_The data_
####################

//! Shared test helpers for the agent loop tests.

use std::collections::HashMap;
use std::sync::{Arc, Mutex};
use tracecheck_config::{HarnessConfig, Mode, Overrides};
use tracecheck_core::error::ProviderError;
use tracecheck_core::message::{Message, MessageToolCall};
use tracecheck_core::provider::{Provider, ProviderRequest, ProviderResponse, Usage};
use tracecheck_providers::LlmClient;

/// A mock provider that returns a sequence of scripted results.
///
/// Each call to `complete` returns the next result in the queue.
/// Panics if more calls are made than results provided.
pub struct ScriptedProvider {
    responses: Mutex<Vec<Result<ProviderResponse, ProviderError>>>,
    call_count: Mutex<usize>,
}

impl ScriptedProvider {
    pub fn new(responses: Vec<Result<ProviderResponse, ProviderError>>) -> Self {
        Self {
            responses: Mutex::new(responses),
            call_count: Mutex::new(0),
        }
    }

    pub fn call_count(&self) -> usize {
        *self.call_count.lock().unwrap()
    }
}

#[async_trait::async_trait]
impl Provider for ScriptedProvider {
    fn name(&self) -> &str {
        "scripted"
    }

    async fn complete(&self, _request: ProviderRequest) -> Result<ProviderResponse, ProviderError> {
        let mut count = self.call_count.lock().unwrap();
        let responses = self.responses.lock().unwrap();
        let result = responses.get(*count).cloned().unwrap_or_else(|| {
            panic!(
                "ScriptedProvider: no more responses (call #{}, have {})",
                *count,
                responses.len()
            )
        });
        *count += 1;
        result
    }
}

pub fn text_response(text: &str) -> ProviderResponse {
    ProviderResponse {
        message: Message::assistant(text),
        usage: Some(Usage::new(10, 5)),
        model: "glm-4.7".into(),
    }
}

pub fn tool_call_response(id: &str, name: &str, arguments: &str) -> ProviderResponse {
    let mut message = Message::assistant("");
    message.tool_calls = vec![MessageToolCall {
        id: id.into(),
        name: name.into(),
        arguments: arguments.into(),
    }];
    ProviderResponse {
        message,
        usage: Some(Usage::new(20, 8)),
        model: "glm-4.7".into(),
    }
}

/// A client for `glm-4.7` talking to `provider`, exporting nowhere.
pub fn client_with(provider: Arc<ScriptedProvider>) -> LlmClient {
    let env: HashMap<&str, &str> = [
        ("ZAI_API_KEY", "sk-test"),
        ("ZAI_BASE_URL", "http://127.0.0.1:9"),
        ("LLM_MODEL", "glm-4.7"),
    ]
    .into_iter()
    .collect();
    let config = HarnessConfig::from_lookup(Mode::Agent, None, Overrides::default(), |k| {
        env.get(k).map(|v| v.to_string())
    })
    .unwrap();
    LlmClient::builder(&config)
        .provider(provider)
        .exporters(Vec::<String>::new())
        .build()
        .unwrap()
}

####################

_Activity_
Where a line of the entries contains the word "impl", copy that line.

_Your response_
impl ScriptedProvider {
impl Provider for ScriptedProvider {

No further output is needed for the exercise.